El punto central, de acuerdo con el mecánico, está en el compresor del aire acondicionado. Este componente requiere energía para entrar en funcionamiento y agrega una carga mecánica que el motor debe absorber cuando todavía está en plena puesta en marcha. Por eso, Ebenezer recomienda evitar que el climatizador arranque junto con el motor.
La recomendación empieza antes de apagar el vehículo
El consejo no consiste únicamente en revisar el tablero al subir al auto. Para el especialista, la mejor práctica es apagar el aire acondicionado unos instantes antes de detener el motor. De esa manera, cuando el vehículo vuelva a encenderse, el climatizador permanecerá desactivado y no exigirá al sistema desde el primer momento.
Se trata de un gesto mínimo, pero que puede cambiar la forma en que el motor enfrenta el arranque.
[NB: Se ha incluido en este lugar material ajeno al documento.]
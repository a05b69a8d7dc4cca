//! Ties a core, an MMU, and the physical bank dispatcher into one
//! runnable machine, and owns reset and the run/step/stop state machine
//! (§3 "Lifecycle", §5 "Cancellation").

use std::cell::RefCell;
use std::rc::Rc;

use cpu_arm710::{Coprocessor, CoprocAck, CoprocOp, Cpu, CpuVariant, MrcResult};
use mmu_arm710::{Mmu, MMU_SLOT};

use crate::banks::Banks;
use crate::bus::{Bus, CycleCounters, SharedMmu};
use crate::io::{Framebuffer, IoCollaborator};
use crate::rom::Rom;

/// Delegates coprocessor 15 traffic to a shared MMU, letting the same
/// `Mmu` also be borrowed by the bus façade for translation (§4.C).
struct MmuCoprocessor(SharedMmu);

impl Coprocessor for MmuCoprocessor {
    fn mrc(&mut self, op: CoprocOp) -> MrcResult {
        self.0.borrow_mut().mrc(op)
    }

    fn mcr(&mut self, op: CoprocOp, value: u32) -> CoprocAck {
        self.0.borrow_mut().mcr(op, value)
    }
}

/// The outer driver's cancellation state, inspected after every retired
/// instruction (§5 "Cancellation").
#[derive(Debug, Clone, Copy, PartialEq, Eq)]
pub enum Emulate {
    Run,
    Once,
    Stop,
}

/// A complete ARM710-class machine: core, MMU, physical memory, and
/// collaborators, plus the cycle counters and cancellation flag the
/// runner drives.
pub struct Machine<Io, Fb> {
    pub cpu: Cpu,
    pub mmu: SharedMmu,
    pub banks: Banks<Io, Fb>,
    pub counters: CycleCounters,
    pub emulate: Emulate,
    pub stop: bool,
}

impl<Io: IoCollaborator, Fb: Framebuffer> Machine<Io, Fb> {
    /// Build a machine and run the reset lifecycle: zero registers, load
    /// `rom` into bank 0, enter SVC with interrupts masked, and set `R15`
    /// to the reset vector (§3 "Lifecycle").
    #[must_use]
    pub fn new(variant: CpuVariant, rom: Rom, io: Io, framebuffer: Fb) -> Self {
        let mmu: SharedMmu = Rc::new(RefCell::new(Mmu::new(variant)));
        let mut cpu = Cpu::new(variant);
        cpu.coprocessors_mut()
            .attach(MMU_SLOT, Box::new(MmuCoprocessor(Rc::clone(&mmu))));

        let mut machine = Self {
            cpu,
            mmu,
            banks: Banks::new(rom, io, framebuffer),
            counters: CycleCounters::default(),
            emulate: Emulate::Run,
            stop: false,
        };
        machine.reset();
        machine
    }

    /// Re-run the reset lifecycle without reloading ROM or dropping
    /// collaborators: zero the core and MMU state and return to the
    /// reset vector.
    pub fn reset(&mut self) {
        self.cpu.reset();
        self.mmu.borrow_mut().reset();
        self.counters = CycleCounters::default();
        self.stop = false;
    }

    /// Run one core `step`, priming the pipeline and retiring at most one
    /// instruction, and bump the retirement counter when one does (§3,
    /// §5).
    pub fn step(&mut self) {
        let user_mode = !self.cpu.cpsr().mode().is_privileged();
        let big_endian = self.mmu.borrow().regs.big_endian();
        let mut bus = Bus {
            mmu: Rc::clone(&self.mmu),
            mem: &mut self.banks,
            counters: &mut self.counters,
            user_mode,
            big_endian,
        };
        self.cpu.step(&mut bus);
        self.counters.retired = self.cpu.retired();
        self.counters.coprocessor = self.cpu.coprocessor_cycles();
    }

    /// Step until `stop` is raised or `emulate` demands it (§5
    /// "Cancellation"). `ONCE` runs exactly one instruction and resets
    /// itself to `STOP`; `RUN` continues until something external flips
    /// `stop`.
    pub fn run(&mut self) {
        loop {
            match self.emulate {
                Emulate::Stop => return,
                Emulate::Once => {
                    self.step();
                    self.emulate = Emulate::Stop;
                    return;
                }
                Emulate::Run => {
                    if self.stop {
                        return;
                    }
                    self.step();
                }
            }
        }
    }
}
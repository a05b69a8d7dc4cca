//! Core traits and types shared across the workspace.
//!
//! `Ticks`/`MasterClock` give every component a common unit of time;
//! `Observable` gives every component a common way to be inspected without
//! disturbing emulation state. Bus and CPU shapes are not prescribed here —
//! the ARM710 core's memory hierarchy (physical banks, MMU, bus façade) has
//! its own layered traits, defined where they're used.

mod clock;
mod observable;
mod tickable;
mod ticks;

pub use clock::MasterClock;
pub use observable::{Observable, Value};
pub use tickable::Tickable;
pub use ticks::Ticks;
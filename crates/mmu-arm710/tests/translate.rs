//! Integration coverage for the translate path against a flat physical
//! memory fixture, mirroring the concrete page-table-walk scenario.

use std::collections::HashMap;

use cpu_arm710::CpuVariant;
use mmu_arm710::{Mmu, PhysicalMemory};

struct FlatMemory(HashMap<u32, u32>);

impl FlatMemory {
    fn new() -> Self {
        Self(HashMap::new())
    }
}

impl PhysicalMemory for FlatMemory {
    fn read_phys_word(&mut self, phys_addr: u32) -> u32 {
        *self.0.get(&phys_addr).unwrap_or(&0xFFFF_FFFF)
    }

    fn write_phys_word(&mut self, phys_addr: u32, value: u32) {
        self.0.insert(phys_addr, value);
    }
}

#[test]
fn page_table_walk_reads_through_to_physical_page() {
    let mut mem = FlatMemory::new();
    // TTB = 0x4000; L1[0] = page table at 0x8000, domain 0.
    mem.write_phys_word(0x4000, 0x0000_8001);
    // L2[0] = small page at 0x10000, AP0 allowing all, C=1 B=1.
    mem.write_phys_word(0x8000, 0x0001_0C3E);
    mem.write_phys_word(0x10000, 0xCAFE_BABE);

    let mut mmu = Mmu::new(CpuVariant::ArmV3);
    mmu.regs.control |= mmu_arm710::control::MMU_ENABLE;
    mmu.regs.translation_table_base = 0x4000;
    mmu.regs.domain_access_control = 0x3; // domain 0 = client

    let value = mmu.translate_read(0, false, &mut mem).expect("should translate");
    assert_eq!(value, 0xCAFE_BABE);
}

#[test]
fn tlb_caches_translation_until_invalidated() {
    let mut mem = FlatMemory::new();
    mem.write_phys_word(0x4000, 0x0000_8001);
    mem.write_phys_word(0x8000, 0x0001_0C3E);
    mem.write_phys_word(0x10000, 1);

    let mut mmu = Mmu::new(CpuVariant::ArmV3);
    mmu.regs.control |= mmu_arm710::control::MMU_ENABLE;
    mmu.regs.translation_table_base = 0x4000;
    mmu.regs.domain_access_control = 0x3;

    assert_eq!(mmu.translate_read(0, false, &mut mem).unwrap(), 1);

    // Break the page table; a cached TLB entry should still resolve.
    mem.write_phys_word(0x8000, 0);
    assert_eq!(mmu.translate_read(0, false, &mut mem).unwrap(), 1);

    mmu.invalidate_tlb_entry(0);
    assert!(mmu.translate_read(0, false, &mut mem).is_err());
}

#[test]
fn cache_hit_serves_without_rewalking_until_invalidated() {
    let mut mem = FlatMemory::new();
    mem.write_phys_word(0x4000, 0x0000_8001);
    mem.write_phys_word(0x8000, 0x0001_0C3E);
    mem.write_phys_word(0x10000, 0x1111_1111);
    mem.write_phys_word(0x10004, 0x2222_2222);

    let mut mmu = Mmu::new(CpuVariant::ArmV3);
    mmu.regs.control |=
        mmu_arm710::control::MMU_ENABLE | mmu_arm710::control::CACHE_ENABLE;
    mmu.regs.translation_table_base = 0x4000;
    mmu.regs.domain_access_control = 0x3;

    assert_eq!(mmu.translate_read(0, false, &mut mem).unwrap(), 0x1111_1111);
    // Same quadword, second word: should hit the cache line filled above.
    assert_eq!(mmu.translate_read(4, false, &mut mem).unwrap(), 0x2222_2222);

    mem.write_phys_word(0x10000, 0);
    assert_eq!(mmu.translate_read(0, false, &mut mem).unwrap(), 0x1111_1111);

    mmu.invalidate_all();
    assert_eq!(mmu.translate_read(0, false, &mut mem).unwrap(), 0);
}
//! Plug-in point for a Thumb-state decoder (§9 design note: "a Thumb
//! decoder should be a pluggable add-on rather than baked into the core
//! dispatch table"). No Thumb decoder ships in this crate; `Cpu` checks
//! the CPSR `T` bit and, if set, delegates fetch/decode entirely to
//! whatever implements this trait instead of running the ARM-state
//! pipeline.

use crate::decode::Instruction;

/// Translate one 16-bit Thumb instruction into the same `Instruction`
/// shape the ARM-state decoder produces, so execution doesn't need a
/// second code path. A core without Thumb support runs with no
/// implementor installed and simply never enters `T` state in practice
/// (entering it without a decoder attached is an unimplemented-instruction
/// condition, not a panic).
pub trait ThumbDecoder {
    fn decode_thumb(&mut self, halfword: u16) -> Option<Instruction>;
}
La idea es simple: cuanto menos carga tenga que administrar el vehículo al ponerse en marcha, más suave será esa primera etapa de funcionamiento.
Ebenezer aclara que arrancar con el aire acondicionado encendido no implica que el auto vaya a romperse de inmediato. Sin embargo, sostiene que la repetición de pequeñas exigencias innecesarias puede contribuir al desgaste con el paso del tiempo. En ese sentido, su recomendación apunta a la prevención y al cuidado de la vida útil del motor.
Un consejo que desafía la confianza en la tecnología del auto
La advertencia llamó la atención porque muchos conductores asumen que los vehículos modernos ya están preparados para gestionar automáticamente este tipo de demandas. Y, aunque los sistemas actuales son cada vez más eficientes, Ebenezer plantea que eso no significa que todos los hábitos sean igualmente convenientes.
Su postura se basa en una lógica práctica: si el auto puede arrancar con menos elementos funcionando al mismo tiempo, el motor tendrá menos presión en uno de sus momentos más sensibles. Por eso insiste en apagar el aire acondicionado antes de retirar la llave o detener el vehículo.
La viralización del consejo muestra cómo una acción casi automática puede convertirse en tema de conversación. No se trata de una maniobra compleja ni de una reparación costosa, sino de prestar atención a un detalle diario que muchos pasan por alto. Y, según el mecánico, ese segundo de cuidado puede ayudar a evitar una carga extra cada vez que el motor vuelve a arrancar.